//! Markdown and JSON report generation.
//!
//! This module renders a [`Report`] as a Markdown document for people and
//! as pretty-printed JSON for downstream tools.

use crate::models::{
    Evidence, InsightsReport, Reasoning, Report, ReportMetadata, StatusSummary, ValidatedHypothesis,
    ValidationStatus,
};
use anyhow::{Context, Result};
use std::io::Write;
use std::path::Path;

/// Generate a complete Markdown report.
pub fn generate_markdown_report(report: &Report) -> String {
    let insights = &report.insights;
    let mut output = String::new();

    // Title
    output.push_str(&format!(
        "# AdInsight Report: {}\n\n",
        insights.focus_metric.to_uppercase()
    ));

    output.push_str(&generate_metadata_section(&report.metadata));
    output.push_str(&generate_table_of_contents(insights));
    output.push_str(&generate_summary_section(&insights.summary));
    output.push_str(&generate_top_insights_section(insights));
    output.push_str(&generate_hypotheses_section(&insights.validated_hypotheses));
    output.push_str(&generate_reasoning_section(&insights.reasoning));
    output.push_str(&generate_footer());

    output
}

/// Generate the metadata section.
fn generate_metadata_section(metadata: &ReportMetadata) -> String {
    let mut section = String::new();

    section.push_str("## Metadata\n\n");
    if let Some(ref query) = metadata.query {
        section.push_str(&format!("- **Query:** {}\n", query));
    }
    section.push_str(&format!("- **Dataset:** `{}`\n", metadata.dataset_path));
    if let Some(ref range) = metadata.date_range {
        section.push_str(&format!("- **Date Range:** {}\n", range));
    }
    section.push_str(&format!(
        "- **Generated:** {}\n",
        metadata.generated_at.format("%Y-%m-%d %H:%M:%S UTC")
    ));
    section.push_str(&format!("- **Rows Analyzed:** {}\n", metadata.rows_analyzed));
    section.push_str(&format!("- **Tool Version:** {}\n", metadata.tool_version));
    section.push('\n');

    section
}

/// Generate the table of contents.
fn generate_table_of_contents(insights: &InsightsReport) -> String {
    let mut toc = String::new();

    toc.push_str("## Table of Contents\n\n");
    toc.push_str("- [Metadata](#metadata)\n");
    toc.push_str("- [Summary](#summary)\n");
    if !insights.top_insights.is_empty() {
        toc.push_str("- [Top Insights](#top-insights)\n");
    }
    toc.push_str("- [Hypotheses](#hypotheses)\n");
    toc.push_str("- [Reasoning](#reasoning)\n");
    toc.push('\n');

    toc
}

/// Generate the summary section.
fn generate_summary_section(summary: &StatusSummary) -> String {
    let mut section = String::new();

    section.push_str("## Summary\n\n");
    section.push_str(&format!(
        "| {} Confirmed | {} Rejected | {} Inconclusive | **Total** |\n",
        ValidationStatus::Confirmed.emoji(),
        ValidationStatus::Rejected.emoji(),
        ValidationStatus::Inconclusive.emoji(),
    ));
    section.push_str("|:---:|:---:|:---:|:---:|\n");
    section.push_str(&format!(
        "| {} | {} | {} | **{}** |\n\n",
        summary.confirmed, summary.rejected, summary.inconclusive, summary.total
    ));

    if !summary.by_category.is_empty() {
        section.push_str("### Hypotheses by Category\n\n");
        section.push_str("| Category | Count |\n");
        section.push_str("|:---|:---:|\n");
        for (category, count) in &summary.by_category {
            section.push_str(&format!("| {} | {} |\n", category, count));
        }
        section.push('\n');
    }

    section
}

fn generate_top_insights_section(insights: &InsightsReport) -> String {
    if insights.top_insights.is_empty() {
        return String::new();
    }

    let mut section = String::new();
    section.push_str("## Top Insights\n\n");
    for (i, insight) in insights.top_insights.iter().enumerate() {
        section.push_str(&format!(
            "{}. {} (confidence: {:.2})\n",
            i + 1,
            insight.hypothesis_text,
            insight.validated_confidence
        ));
    }
    section.push('\n');

    section
}

/// Generate the hypotheses section, in ranked order.
fn generate_hypotheses_section(validated: &[ValidatedHypothesis]) -> String {
    let mut section = String::new();

    section.push_str("## Hypotheses\n\n");
    if validated.is_empty() {
        section.push_str("No hypotheses were generated.\n\n");
        return section;
    }

    for (rank, v) in validated.iter().enumerate() {
        section.push_str(&generate_hypothesis_block(rank + 1, v));
    }

    section
}

fn generate_hypothesis_block(rank: usize, v: &ValidatedHypothesis) -> String {
    let mut block = String::new();
    let h = &v.hypothesis;

    block.push_str(&format!(
        "### {}. {} {}\n\n",
        rank,
        v.validation_status.emoji(),
        h.text
    ));
    block.push_str(&format!(
        "**Status:** {} | **Category:** {} | **Confidence:** {:.2} → {:.2}\n\n",
        v.validation_status, h.category, h.initial_confidence, v.adjusted_confidence
    ));

    if !h.supporting_observations.is_empty() {
        block.push_str("**Observations:**\n\n");
        for observation in &h.supporting_observations {
            block.push_str(&format!("- {}\n", observation));
        }
        block.push('\n');
    }

    block.push_str(&generate_evidence_table(&v.evidence));
    block.push_str(&format!("> **Reasoning:** {}\n\n", v.validation_reasoning));
    block.push_str("---\n\n");

    block
}

fn generate_evidence_table(evidence: &Evidence) -> String {
    let mut table = String::new();

    table.push_str("| Metric | Value | Comparison |\n");
    table.push_str("|:---|---:|:---|\n");
    for metric in &evidence.metrics {
        let name = if metric.synthetic {
            format!("{} *(sample size)*", metric.metric_name)
        } else {
            metric.metric_name.clone()
        };
        table.push_str(&format!(
            "| {} | {:.4} | {} |\n",
            name, metric.value, metric.comparison
        ));
    }
    table.push('\n');

    if let Some(ref sig) = evidence.statistical_significance {
        let mut line = format!(
            "**Significance:** {} (n = {} vs {})",
            sig.test, sig.target_sample, sig.comparison_sample
        );
        if let Some(p) = sig.p_value {
            line.push_str(&format!(", p = {:.4}", p));
        }
        if let Some([low, high]) = sig.confidence_interval {
            line.push_str(&format!(", 95% CI [{:.4}, {:.4}]", low, high));
        }
        table.push_str(&line);
        table.push_str("\n\n");
    }

    table
}

fn generate_reasoning_section(reasoning: &Reasoning) -> String {
    let mut section = String::new();

    section.push_str("## Reasoning\n\n");
    section.push_str(&format!("**Think:** {}\n\n", reasoning.think));
    section.push_str("**Analyze:**\n\n");
    section.push_str(&reasoning.analyze);
    section.push_str("\n\n");
    section.push_str(&format!("**Conclude:** {}\n\n", reasoning.conclude));

    section
}

/// Generate the report footer.
fn generate_footer() -> String {
    let mut footer = String::new();

    footer.push_str("---\n\n");
    footer.push_str("*Report generated by AdInsight*\n");

    footer
}

/// Write the Markdown report to a file.
pub fn write_report(report: &Report, path: &Path) -> Result<()> {
    let content = generate_markdown_report(report);

    let mut file = std::fs::File::create(path)
        .with_context(|| format!("Failed to create {}", path.display()))?;
    file.write_all(content.as_bytes())?;

    Ok(())
}

/// Generate a JSON report.
pub fn generate_json_report(report: &Report) -> Result<String> {
    serde_json::to_string_pretty(report).map_err(Into::into)
}

/// Write a JSON report to a file.
pub fn write_json_report(report: &Report, path: &Path) -> Result<()> {
    let content = generate_json_report(report)?;

    let mut file = std::fs::File::create(path)
        .with_context(|| format!("Failed to create {}", path.display()))?;
    file.write_all(content.as_bytes())?;

    Ok(())
}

________________________________________

• Assignment
Would you output the material above once more, exactly as given?

• Answer section
//! Markdown and JSON report generation.
//!
//! This module renders a [`Report`] as a Markdown document for people and
//! as pretty-printed JSON for downstream tools.

use crate::models::{
    Evidence, InsightsReport, Reasoning, Report, ReportMetadata, StatusSummary, ValidatedHypothesis,
    ValidationStatus,
};
use anyhow::{Context, Result};
use std::io::Write;
use std::path::Path;

/// Generate a complete Markdown report.
pub fn generate_markdown_report(report: &Report) -> String {
    let insights = &report.insights;
    let mut output = String::new();

    // Title
    output.push_str(&format!(
        "# AdInsight Report: {}\n\n",
        insights.focus_metric.to_uppercase()
    ));

    output.push_str(&generate_metadata_section(&report.metadata));
    output.push_str(&generate_table_of_contents(insights));
    output.push_str(&generate_summary_section(&insights.summary));
    output.push_str(&generate_top_insights_section(insights));
    output.push_str(&generate_hypotheses_section(&insights.validated_hypotheses));
    output.push_str(&generate_reasoning_section(&insights.reasoning));
    output.push_str(&generate_footer());

    output
}

/// Generate the metadata section.
fn generate_metadata_section(metadata: &ReportMetadata) -> String {
    let mut section = String::new();

    section.push_str("## Metadata\n\n");
    if let Some(ref query) = metadata.query {
        section.push_str(&format!("- **Query:** {}\n", query));
    }
    section.push_str(&format!("- **Dataset:** `{}`\n", metadata.dataset_path));
    if let Some(ref range) = metadata.date_range {
        section.push_str(&format!("- **Date Range:** {}\n", range));
    }
    section.push_str(&format!(
        "- **Generated:** {}\n",
        metadata.generated_at.format("%Y-%m-%d %H:%M:%S UTC")
    ));
    section.push_str(&format!("- **Rows Analyzed:** {}\n", metadata.rows_analyzed));
    section.push_str(&format!("- **Tool Version:** {}\n", metadata.tool_version));
    section.push('\n');

    section
}

/// Generate the table of contents.
fn generate_table_of_contents(insights: &InsightsReport) -> String {
    let mut toc = String::new();

    toc.push_str("## Table of Contents\n\n");
    toc.push_str("- [Metadata](#metadata)\n");
    toc.push_str("- [Summary](#summary)\n");
    if !insights.top_insights.is_empty() {
        toc.push_str("- [Top Insights](#top-insights)\n");
    }
    toc.push_str("- [Hypotheses](#hypotheses)\n");
    toc.push_str("- [Reasoning](#reasoning)\n");
    toc.push('\n');

    toc
}

/// Generate the summary section.
fn generate_summary_section(summary: &StatusSummary) -> String {
    let mut section = String::new();

    section.push_str("## Summary\n\n");
    section.push_str(&format!(
        "| {} Confirmed | {} Rejected | {} Inconclusive | **Total** |\n",
        ValidationStatus::Confirmed.emoji(),
        ValidationStatus::Rejected.emoji(),
        ValidationStatus::Inconclusive.emoji(),
    ));
    section.push_str("|:---:|:---:|:---:|:---:|\n");
    section.push_str(&format!(
        "| {} | {} | {} | **{}** |\n\n",
        summary.confirmed, summary.rejected, summary.inconclusive, summary.total
    ));

    if !summary.by_category.is_empty() {
        section.push_str("### Hypotheses by Category\n\n");
        section.push_str("| Category | Count |\n");
        section.push_str("|:---|:---:|\n");
        for (category, count) in &summary.by_category {
            section.push_str(&format!("| {} | {} |\n", category, count));
        }
        section.push('\n');
    }

    section
}

fn generate_top_insights_section(insights: &InsightsReport) -> String {
    if insights.top_insights.is_empty() {
        return String::new();
    }

    let mut section = String::new();
    section.push_str("## Top Insights\n\n");
    for (i, insight) in insights.top_insights.iter().enumerate() {
        section.push_str(&format!(
            "{}. {} (confidence: {:.2})\n",
            i + 1,
            insight.hypothesis_text,
            insight.validated_confidence
        ));
    }
    section.push('\n');

    section
}

/// Generate the hypotheses section, in ranked order.
fn generate_hypotheses_section(validated: &[ValidatedHypothesis]) -> String {
    let mut section = String::new();

    section.push_str("## Hypotheses\n\n");
    if validated.is_empty() {
        section.push_str("No hypotheses were generated.\n\n");
        return section;
    }

    for (rank, v) in validated.iter().enumerate() {
        section.push_str(&generate_hypothesis_block(rank + 1, v));
    }

    section
}

fn generate_hypothesis_block(rank: usize, v: &ValidatedHypothesis) -> String {
    let mut block = String::new();
    let h = &v.hypothesis;

    block.push_str(&format!(
        "### {}. {} {}\n\n",
        rank,
        v.validation_status.emoji(),
        h.text
    ));
    block.push_str(&format!(
        "**Status:** {} | **Category:** {} | **Confidence:** {:.2} → {:.2}\n\n",
        v.validation_status, h.category, h.initial_confidence, v.adjusted_confidence
    ));

    if !h.supporting_observations.is_empty() {
        block.push_str("**Observations:**\n\n");
        for observation in &h.supporting_observations {
            block.push_str(&format!("- {}\n", observation));
        }
        block.push('\n');
    }

    block.push_str(&generate_evidence_table(&v.evidence));
    block.push_str(&format!("> **Reasoning:** {}\n\n", v.validation_reasoning));
    block.push_str("---\n\n");

    block
}

fn generate_evidence_table(evidence: &Evidence) -> String {
    let mut table = String::new();

    table.push_str("| Metric | Value | Comparison |\n");
    table.push_str("|:---|---:|:---|\n");
    for metric in &evidence.metrics {
        let name = if metric.synthetic {
            format!("{} *(sample size)*", metric.metric_name)
        } else {
            metric.metric_name.clone()
        };
        table.push_str(&format!(
            "| {} | {:.4} | {} |\n",
            name, metric.value, metric.comparison
        ));
    }
    table.push('\n');

    if let Some(ref sig) = evidence.statistical_significance {
        let mut line = format!(
            "**Significance:** {} (n = {} vs {})",
            sig.test, sig.target_sample, sig.comparison_sample
        );
        if let Some(p) = sig.p_value {
            line.push_str(&format!(", p = {:.4}", p));
        }
        if let Some([low, high]) = sig.confidence_interval {
            line.push_str(&format!(", 95% CI [{:.4}, {:.4}]", low, high));
        }
        table.push_str(&line);
        table.push_str("\n\n");
    }

    table
}

fn generate_reasoning_section(reasoning: &Reasoning) -> String {
    let mut section = String::new();

    section.push_str("## Reasoning\n\n");
    section.push_str(&format!("**Think:** {}\n\n", reasoning.think));
    section.push_str("**Analyze:**\n\n");
    section.push_str(&reasoning.analyze);
    section.push_str("\n\n");
    section.push_str(&format!("**Conclude:** {}\n\n", reasoning.conclude));

    section
}

/// Generate the report footer.
fn generate_footer() -> String {
    let mut footer = String::new();

    footer.push_str("---\n\n");
    footer.push_str("*Report generated by AdInsight*\n");

    footer
}

/// Write the Markdown report to a file.
pub fn write_report(report: &Report, path: &Path) -> Result<()> {
    let content = generate_markdown_report(report);

    let mut file = std::fs::File::create(path)
        .with_context(|| format!("Failed to create {}", path.display()))?;
    file.write_all(content.as_bytes())?;

    Ok(())
}

/// Generate a JSON report.
pub fn generate_json_report(report: &Report) -> Result<String> {
    serde_json::to_string_pretty(report).map_err(Into::into)
}

/// Write a JSON report to a file.
pub fn write_json_report(report: &Report, path: &Path) -> Result<()> {
    let content = generate_json_report(report)?;

    let mut file = std::fs::File::create(path)
        .with_context(|| format!("Failed to create {}", path.display()))?;
    file.write_all(content.as_bytes())?;

    Ok(())
}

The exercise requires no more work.